WORK REQUEST: Every line in the listing is to be echoed verbatim.

EXERCISE DATA:
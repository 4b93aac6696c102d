//! Card drawer: the train-composition editing workflow.
//!
//! The [`Drawer`] owns the current [`DrawerState`], the unsaved working train and the
//! pooled card views. Every transition goes through [`Drawer::set_state`], which
//! rebuilds the [`CardGroup`]s the renderer consumes and broadcasts [`DrawerEvent`]s.

mod commit;
mod error;
mod filter;
mod focus;
mod groups;
mod pool;
mod query;
mod state;

use tokio::sync::broadcast;
use tracing::{debug, info, warn};

use crate::account::{CardSource, CompositionStore};
use crate::models::{AssetId, Card, CardKind, RailCar, Train, TrainStats};

pub use commit::{commit, validate, CommitOutcome, ValidationError};
pub use error::DrawerError;
pub use filter::{EquipStatus, InventoryFilter};
pub use focus::FocusManager;
pub use groups::{CardGroup, GroupKey, SlotFlags};
pub use pool::{CardPool, CardView};
pub use query::{equipped_on, unequipped_cards};
pub use state::{DrawerState, ResumeFocus, StateKind};

use groups::{build_groups, GroupContext};

const EVENT_CAPACITY: usize = 64;

/// How the renderer should present a rebuilt group list.
#[derive(Debug, Clone, Copy, PartialEq, Eq)]
pub enum RenderMode {
    /// Do not hand the groups to the renderer.
    Skip,
    /// Swap groups at once. Pooled views are hidden and must be shown on the next frame.
    Immediate,
    /// Cross-fade from the previous groups.
    CrossFade,
}

/// Preview of a train with a candidate card swapped in.
#[derive(Debug, Clone, PartialEq)]
pub struct HypotheticalPreview {
    /// The disposable preview train.
    pub train: Train,
    /// Statistics of the unsaved train.
    pub baseline: TrainStats,
    /// Statistics of the preview train.
    pub preview: TrainStats,
}

/// Notifications broadcast to drawer observers.
#[derive(Debug, Clone, PartialEq)]
pub enum DrawerEvent {
    /// A transition finished.
    StateChanged(StateKind),
    /// A preview was produced, or cleared with `None`.
    Hypothetical(Option<HypotheticalPreview>),
    /// Groups were rebuilt and should be presented.
    Render(RenderMode),
    /// User-facing warning, such as a rejected commit.
    Warning(String),
    /// A composition was persisted.
    Committed {
        /// Name of the committed train.
        train: String,
    },
}

/// What a confirm action did.
#[derive(Debug, Clone, PartialEq, Eq)]
pub enum ConfirmOutcome {
    /// No confirm subscription was active.
    Ignored,
    /// The drawer moved back to an overview.
    Returned(StateKind),
    /// A commit was attempted.
    Commit(CommitOutcome),
}

/// Interactive card drawer over a data source `S` and persistence store `P`.
pub struct Drawer<S, P> {
    source: S,
    store: P,
    state: DrawerState,
    unsaved: Option<Train>,
    hypothetical: Option<Train>,
    groups: Vec<CardGroup>,
    pool: CardPool,
    filter: InventoryFilter,
    has_unsaved_diff: bool,
    animate: bool,
    confirm_armed: bool,
    on_leave: Vec<Box<dyn FnOnce()>>,
    events: broadcast::Sender<DrawerEvent>,
}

RESPONSE TO THE TASK:
repository 4b93aac6696c102d
//! Card drawer: the train-composition editing workflow.
//!
//! The [`Drawer`] owns the current [`DrawerState`], the unsaved working train and the
//! pooled card views. Every transition goes through [`Drawer::set_state`], which
//! rebuilds the [`CardGroup`]s the renderer consumes and broadcasts [`DrawerEvent`]s.

mod commit;
mod error;
mod filter;
mod focus;
mod groups;
mod pool;
mod query;
mod state;

use tokio::sync::broadcast;
use tracing::{debug, info, warn};

use crate::account::{CardSource, CompositionStore};
use crate::models::{AssetId, Card, CardKind, RailCar, Train, TrainStats};

pub use commit::{commit, validate, CommitOutcome, ValidationError};
pub use error::DrawerError;
pub use filter::{EquipStatus, InventoryFilter};
pub use focus::FocusManager;
pub use groups::{CardGroup, GroupKey, SlotFlags};
pub use pool::{CardPool, CardView};
pub use query::{equipped_on, unequipped_cards};
pub use state::{DrawerState, ResumeFocus, StateKind};

use groups::{build_groups, GroupContext};

const EVENT_CAPACITY: usize = 64;

/// How the renderer should present a rebuilt group list.
#[derive(Debug, Clone, Copy, PartialEq, Eq)]
pub enum RenderMode {
    /// Do not hand the groups to the renderer.
    Skip,
    /// Swap groups at once. Pooled views are hidden and must be shown on the next frame.
    Immediate,
    /// Cross-fade from the previous groups.
    CrossFade,
}

/// Preview of a train with a candidate card swapped in.
#[derive(Debug, Clone, PartialEq)]
pub struct HypotheticalPreview {
    /// The disposable preview train.
    pub train: Train,
    /// Statistics of the unsaved train.
    pub baseline: TrainStats,
    /// Statistics of the preview train.
    pub preview: TrainStats,
}

/// Notifications broadcast to drawer observers.
#[derive(Debug, Clone, PartialEq)]
pub enum DrawerEvent {
    /// A transition finished.
    StateChanged(StateKind),
    /// A preview was produced, or cleared with `None`.
    Hypothetical(Option<HypotheticalPreview>),
    /// Groups were rebuilt and should be presented.
    Render(RenderMode),
    /// User-facing warning, such as a rejected commit.
    Warning(String),
    /// A composition was persisted.
    Committed {
        /// Name of the committed train.
        train: String,
    },
}

/// What a confirm action did.
#[derive(Debug, Clone, PartialEq, Eq)]
pub enum ConfirmOutcome {
    /// No confirm subscription was active.
    Ignored,
    /// The drawer moved back to an overview.
    Returned(StateKind),
    /// A commit was attempted.
    Commit(CommitOutcome),
}

/// Interactive card drawer over a data source `S` and persistence store `P`.
pub struct Drawer<S, P> {
    source: S,
    store: P,
    state: DrawerState,
    unsaved: Option<Train>,
    hypothetical: Option<Train>,
    groups: Vec<CardGroup>,
    pool: CardPool,
    filter: InventoryFilter,
    has_unsaved_diff: bool,
    animate: bool,
    confirm_armed: bool,
    on_leave: Vec<Box<dyn FnOnce()>>,
    events: broadcast::Sender<DrawerEvent>,
}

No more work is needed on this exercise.